Depressão é uma doença que vem do emocional. E quando dizemos que depressão é frescura estamos julgando. Quem somos nós para mensurar e julgar o que outro está sentindo? Não podemos nem mesmo nos julgar. Precisamos entender se o que estamos sentindo é adequado ou não. Se não está adequado preciso buscar ajuda e o psiquiatra é esse profissional que cuida disso. Depressão, ansiedade ou qualquer outro transtorno mental não são frescura. Não podemos banalizar o que o outro está sentindo ou vivendo. Isso só ajuda piorar o quadro. A pessoa precisa ser acolhida, não ser julgada.

Em que momento a pessoa vai saber que precisa buscar ajuda?

Sempre que estiver sentindo um desconforto. Por que se está desconfortável é sinal de alguma coisa não está Ok. A maioria das pessoas sente sintomas físicos e por conta disso procuram o profissional relacionado a esse sintoma físico. Começa a sentir formigamento, tremor, procura o neurologista, a dor no peito procura o cardiologista. Tudo bem. Ninguém tem que saber se é caso para o psiquiatra ou cardiologista. Mas, o importante é procurar um profissional médico que vai investigar e vai indicar acompanhamento. Se o cardiologista investigou a dor no peito e descartou problema cardíaco vai indicar psiquiatra. Sempre digo, busque ajuda quando estiver desconfortável, seja em que área for do nosso corpo, inclusive na saúde mental. O desconforto emocional gerado, por exemplo, pela ansiedade gera cansaço, fadiga. É o que chamamos de excesso de futuro no presente. Chega um ponto que a pessoa pifa, assim como a máquina pifa senão tiver a manutenção adequada. Um desconforto que não foi cuidado no tempo devido pode ter consequências no futuro.

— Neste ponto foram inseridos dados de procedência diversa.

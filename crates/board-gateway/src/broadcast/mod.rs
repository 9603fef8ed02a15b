//! Event broadcasting
//!
//! Handles distribution of events from Redis Pub/Sub to WebSocket connections.

mod dispatcher;

pub use dispatcher::{EventDispatcher, EventDispatcherConfig};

Temos que derrubar as crenças daqueles que não querem remédio e daqueles que querem o remédio

Tem também o estigma do tratamento?

Já se criou a ideia de que vai ao psiquiatra, diz o que que está sentindo e o médico vai prescrever receita com um remédio que vai resolver. É aquela coisa de tratar o sintoma e não a causa. Nem sempre é preciso medicamento, mas quando for, por que não? Quem tem diabetes toma medicamentos, pressão alta toma, por que esse preconceito com medicamento para a saúde mental? Em contrapartida, a gente também não pode depositar todas as expectativas no remédio. Ele não vai fazer tudo sozinho. Ele vai corrigir apenas o desajuste bioquímico, mas não é porque tomei o comprimido que sarei, tipo fórmula mágica. Se tivesse um remedinho que é a fórmula mágica que você toma e plim, resolveu tudo, a gente punha na caixa d´água, todo mundo tomava a água e ficaria tudo bem. Não existe essa mágica. Somos seres individuais, cada caso é um caso, cada um tem sua vivência, cada um tem a sua genética. Por isso, cada caso tem que ser avaliado individualmente, ser feito um diagnóstico único da pessoa. Temos que derrubar as crenças daqueles que não querem remédio e daqueles que querem o remédio porque espera dele a mágica. Nem um, nem outro, na medicina não é oito, nem oitenta. O importante é que as pessoas não tenham medo, nem vergonha em buscar um psiquiatra.